Scripture
But he gives us more grace. That is why Scripture says: “God opposes the proud but shows favor to the humble.”
~James 4:6, NIV
Quote
Let us remember daily that at best we are miserable sinners.
John Charles Ryle
My good friend Kevin gave me a book by John Charles Ryle (10 May 1816 – 10 June 1900) who was an English evangelical Anglican bishop. He was the first Anglican bishop of Liverpool. I read a portion daily as a part of my devotions and some days I wonder where he is headed and then there are days when I want to shout “Hallelujah” and yesterday was one of those days. Ryle quotes 2 Peter 3:18, But grow in grace and knowledge of our LORD Jesus Christ. Dr. Taylor translates the last line like this, become better acquainted with our Lord and Savior Jesus Christ. Are you getting to know Jesus better? If you are growing in grace, you are in fact getting to know Jesus in a more intimate way. The thing about grace is that we can never get too much. Some people live on old grace, they talk about what God did fifty years ago, but we can’t grow on old grace. We need new and fresh grace daily. Let us resolve to follow Christ and get to know Him better.

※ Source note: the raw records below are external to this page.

//! Parsing of Java source-syntax type descriptors into [`TypeRef`].

use naviscope_api::models::TypeRef;
use once_cell::sync::Lazy;
use thiserror::Error;
use tree_sitter::{Language, Node, Parser};

#[derive(Error, Debug, Clone, PartialEq, Eq)]
#[error("Malformed type descriptor `{text}` at offset {offset}: {message}")]
pub struct TypeParseError {
    pub text: String,
    pub offset: usize,
    pub message: String,
}

/// Parse a type descriptor such as `java.util.Map<String, ? extends Number>[]`.
///
/// Every name is parsed as `TypeRef::Id`; use [`parse_type_with_variables`]
/// when the type parameters in scope are known. Annotations are accepted
/// anywhere Java allows them and dropped.
pub fn parse_type(text: &str) -> Result<TypeRef, TypeParseError> {
    let text = text.trim_end();
    match text.strip_suffix("...") {
        Some(element) => parse_wrapped(element).map(|ty| TypeRef::array(ty, 1)),
        None => parse_wrapped(text),
    }
}

/// Parse a descriptor, turning names listed in `variables` into `TypeRef::Variable`.
pub fn parse_type_with_variables(
    text: &str,
    variables: &[&str],
) -> Result<TypeRef, TypeParseError> {
    parse_type(text).map(|ty| mark_variables(ty, variables))
}

/// Parse a descriptor, degrading malformed text to `java.lang.Object`.
pub fn parse_type_or_object(text: &str) -> TypeRef {
    match parse_type(text) {
        Ok(ty) => ty,
        Err(e) => {
            tracing::debug!("{}; treating as java.lang.Object", e);
            TypeRef::object()
        }
    }
}

/// Replace `Id(name)` by `Variable(name)` for every name in `variables`.
pub fn mark_variables(ty: TypeRef, variables: &[&str]) -> TypeRef {
    match ty {
        TypeRef::Id(name) if variables.contains(&name.as_str()) => TypeRef::Variable(name),
        TypeRef::Generic { base, args } => TypeRef::Generic {
            base,
            args: args
                .into_iter()
                .map(|arg| mark_variables(arg, variables))
                .collect(),
        },
        TypeRef::Array {
            element,
            dimensions,
        } => TypeRef::array(mark_variables(*element, variables), dimensions),
        TypeRef::Wildcard {
            bound,
            is_upper_bound,
        } => TypeRef::Wildcard {
            bound: bound.map(|b| Box::new(mark_variables(*b, variables))),
            is_upper_bound,
        },
        other => other,
    }
}

// The descriptor becomes the single type argument of a field type, the one
// position where primitives, wildcards and annotations are all legal.
const PREFIX: &str = "class __Descriptor { __Holder<";
const SUFFIX: &str = "> __value; }";

static JAVA: Lazy<Language> = Lazy::new(|| tree_sitter_java::LANGUAGE.into());

fn parse_wrapped(text: &str) -> Result<TypeRef, TypeParseError> {
    let source = format!("{}{}{}", PREFIX, text, SUFFIX);
    let error = |offset: usize, message: &str| TypeParseError {
        text: text.to_string(),
        offset: offset.min(text.len()),
        message: message.to_string(),
    };

    let mut parser = Parser::new();
    parser
        .set_language(&JAVA)
        .map_err(|e| error(0, &e.to_string()))?;
    let tree = parser
        .parse(&source, None)
        .ok_or_else(|| error(0, "parser produced no tree"))?;

    let root = tree.root_node();
    if let Some(node) = first_error(root) {
        let offset = node.start_byte().saturating_sub(PREFIX.len());
        return Err(if node.is_missing() {
            error(offset, &format!("missing `{}`", node.kind()))
        } else {
            error(offset, "unexpected input")
        });
    }

    let argument = holder_argument(root).ok_or_else(|| error(0, "expected a single type"))?;
    Ok(type_node(argument, &source))
}

fn first_error(node: Node) -> Option<Node> {
    if node.is_error() || node.is_missing() {
        return Some(node);
    }
    if !node.has_error() {
        return None;
    }
    let mut cursor = node.walk();
    let found = node.children(&mut cursor).find_map(first_error);
    found
}

fn is_comment(node: &Node) -> bool {
    matches!(node.kind(), "line_comment" | "block_comment")
}

fn is_annotation(node: &Node) -> bool {
    matches!(node.kind(), "annotation" | "marker_annotation")
}

fn single_named_child<'t>(node: Node<'t>, kind: &str) -> Option<Node<'t>> {
    let mut cursor = node.walk();
    let mut children = node.named_children(&mut cursor).filter(|c| !is_comment(c));
    let child = children.next()?;
    if children.next().is_some() || (!kind.is_empty() && child.kind() != kind) {
        return None;
    }
    Some(child)
}

/// The argument of `__Holder<...>`, provided the text closed nothing it didn't open.
fn holder_argument(root: Node) -> Option<Node> {
    let class = single_named_child(root, "class_declaration")?;
    let body = class.child_by_field_name("body")?;
    let field = single_named_child(body, "field_declaration")?;
    let holder = field.child_by_field_name("type")?;
    if holder.kind() != "generic_type" {
        return None;
    }
    let mut cursor = holder.walk();
    let arguments = holder
        .named_children(&mut cursor)
        .find(|c| c.kind() == "type_arguments")?;
    single_named_child(arguments, "")
}

fn text_of<'s>(node: Node, source: &'s str) -> &'s str {
    node.utf8_text(source.as_bytes()).unwrap_or_default()
}

/// Dotted name of a (possibly scoped, possibly parameterized) class type.
/// `Outer<A>.Inner` names `Outer.Inner`.
fn type_name(node: Node, source: &str) -> String {
    match node.kind() {
        "scoped_type_identifier" => {
            let mut cursor = node.walk();
            node.named_children(&mut cursor)
                .filter(|c| !is_annotation(c) && !is_comment(c))
                .map(|c| type_name(c, source))
                .collect::<Vec<_>>()
                .join(".")
        }
        "generic_type" => {
            let mut cursor = node.walk();
            let base = node
                .named_children(&mut cursor)
                .find(|c| c.kind() != "type_arguments");
            base.map(|b| type_name(b, source)).unwrap_or_default()
        }
        _ => text_of(node, source).to_string(),
    }
}

fn type_node(node: Node, source: &str) -> TypeRef {
    match node.kind() {
        "generic_type" => {
            let name = type_name(node, source);
            let mut args = Vec::new();
            let mut cursor = node.walk();
            for child in node.named_children(&mut cursor) {
                if child.kind() == "type_arguments" {
                    let mut args_cursor = child.walk();
                    for arg in child.named_children(&mut args_cursor) {
                        if !is_comment(&arg) {
                            args.push(type_node(arg, source));
                        }
                    }
                }
            }
            // `List<>`
            if args.is_empty() {
                TypeRef::Id(name)
            } else {
                TypeRef::generic(name, args)
            }
        }
        "array_type" => {
            let element = node
                .child_by_field_name("element")
                .map(|e| type_node(e, source))
                .unwrap_or(TypeRef::Unknown);
            // Dimensions may carry annotations: `String @NonNull []`
            let count = node
                .child_by_field_name("dimensions")
                .map(|d| {
                    let mut cursor = d.walk();
                    let count = d.children(&mut cursor).filter(|c| c.kind() == "[").count();
                    count
                })
                .unwrap_or(1);
            TypeRef::array(element, count)
        }
        "wildcard" => {
            let mut bound = None;
            let mut is_upper = true;
            let mut cursor = node.walk();
            for child in node.named_children(&mut cursor) {
                match child.kind() {
                    "super" => is_upper = false,
                    _ if is_annotation(&child) || is_comment(&child) => {}
                    _ => bound = Some(type_node(child, source)),
                }
            }
            match bound {
                Some(b) if is_upper => TypeRef::extends(b),
                Some(b) => TypeRef::super_of(b),
                None => TypeRef::unbounded(),
            }
        }
        "annotated_type" => {
            let mut cursor = node.walk();
            let inner = node
                .named_children(&mut cursor)
                .filter(|c| !is_annotation(c) && !is_comment(c))
                .last();
            inner
                .map(|t| type_node(t, source))
                .unwrap_or(TypeRef::Unknown)
        }
        "integral_type" | "floating_point_type" | "boolean_type" | "void_type" => {
            TypeRef::Raw(text_of(node, source).to_string())
        }
        "type_identifier" | "scoped_type_identifier" => TypeRef::Id(type_name(node, source)),
        _ => {
            let text = text_of(node, source);
            if text.is_empty() {
                TypeRef::Unknown
            } else {
                TypeRef::Id(text.to_string())
            }
        }
    }
}

#[cfg(test)]
mod tests {
    use super::*;

    #[test]
    fn test_parse_nested_generics() {
        let ty = parse_type("java.util.Map<java.lang.String, java.util.List<Integer>>").unwrap();
        assert_eq!(
            ty,
            TypeRef::generic(
                "java.util.Map",
                vec![
                    TypeRef::id("java.lang.String"),
                    TypeRef::generic("java.util.List", vec![TypeRef::id("Integer")]),
                ]
            )
        );
    }

    #[test]
    fn test_parse_arrays_and_varargs() {
        assert_eq!(
            parse_type("int[][]").unwrap(),
            TypeRef::array(TypeRef::raw("int"), 2)
        );
        assert_eq!(
            parse_type("String...").unwrap(),
            TypeRef::array(TypeRef::id("String"), 1)
        );
    }

    #[test]
    fn test_parse_wildcards() {
        assert_eq!(
            parse_type("List<? super Number>").unwrap(),
            TypeRef::generic("List", vec![TypeRef::super_of(TypeRef::id("Number"))])
        );
        assert_eq!(
            parse_type("Class<?>").unwrap(),
            TypeRef::generic("Class", vec![TypeRef::unbounded()])
        );
    }

    #[test]
    fn test_parse_marks_variables() {
        let ty = parse_type_with_variables("Map<K, List<V>>", &["K", "V"]).unwrap();
        assert_eq!(
            ty,
            TypeRef::generic(
                "Map",
                vec![
                    TypeRef::var("K"),
                    TypeRef::generic("List", vec![TypeRef::var("V")]),
                ]
            )
        );
    }

    #[test]
    fn test_parse_inner_type_of_generic_outer() {
        let ty = parse_type("Outer<String>.Inner<Integer>").unwrap();
        assert_eq!(
            ty,
            TypeRef::generic("Outer.Inner", vec![TypeRef::id("Integer")])
        );
    }

    #[test]
    fn test_parse_skips_annotations() {
        assert_eq!(
            parse_type("@NonNull java.lang.String").unwrap(),
            TypeRef::id("java.lang.String")
        );
        let list = TypeRef::generic("java.util.List", vec![TypeRef::id("String")]);
        assert_eq!(
            parse_type("@Size(max = 3) java.util.List<String>").unwrap(),
            list
        );
        assert_eq!(
            parse_type("java.util.List<@Size(max = 3) String>").unwrap(),
            list
        );
        assert_eq!(parse_type("java.util.@NonNull List<String>").unwrap(), list);
    }

    #[test]
    fn test_parse_annotated_dimensions() {
        assert_eq!(
            parse_type("String @NonNull []").unwrap(),
            TypeRef::array(TypeRef::id("String"), 1)
        );
        assert_eq!(
            parse_type("int @A [] @B(1) []").unwrap(),
            TypeRef::array(TypeRef::raw("int"), 2)
        );
    }

    #[test]
    fn test_parse_diamond_is_raw() {
        assert_eq!(parse_type("java.util.List<>").unwrap(), TypeRef::id("java.util.List"));
    }

    #[test]
    fn test_malformed_is_rejected() {
        let err = parse_type("List<String").unwrap_err();
        assert!(err.offset <= "List<String".len());
        assert_eq!(err.text, "List<String");
        for text in ["", "  ", "Map<,>", "String, Integer", "A> __x; int y; __Holder<B"] {
            assert!(parse_type(text).is_err(), "accepted {:?}", text);
        }
        assert_eq!(parse_type_or_object("List<<"), TypeRef::object());
    }
}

I did the COLS for an old friend last Saturday. He had a severe stroke some years ago and his wife has taken care of him in their home. I have never heard her complain one time. God just keeps giving her more grace. I still marvel with I think of my former land lord Ray Edwards. Ray was stricken with a severe stroke that left him paralyzed on one side of his body but Ray never complained. I talked with him many times and I never heard one word of bitterness. Wow, God was giving him more grace. It is one thing to quote James 1:2, Consider it pure joy, my brothers and sisters, whenever you face trials of many kinds. It is another to rejoice when those trials come to you personally. I had a day last week when it looked like the wheels were coming off. I kept getting bad news {which I hate} one bit at a time. The the LORD sent a very sore throat. It became hard to swallow and impossible to talk. I had a COLS and two speaking engagements coming up. I prayed James 1:2 and ask the LORD to help me rejoice. I had no more than finished than he sent someone to encourage me. She doesn’t even know what she said that made the difference but while she in my office, I heard the LORD speak: “OK jack, what will it be, will you live by fear or trust in me?” I said, “Lord, I do not want fear controlling me. I will trust in you.” I got up, went to med-surge, waiting an hour and a half to see a doctor and never complained or got cross with the nurses. Folks that is more grace. June usually goes with me to fill out the needless paper work to to keep me from leaving when they make me wait.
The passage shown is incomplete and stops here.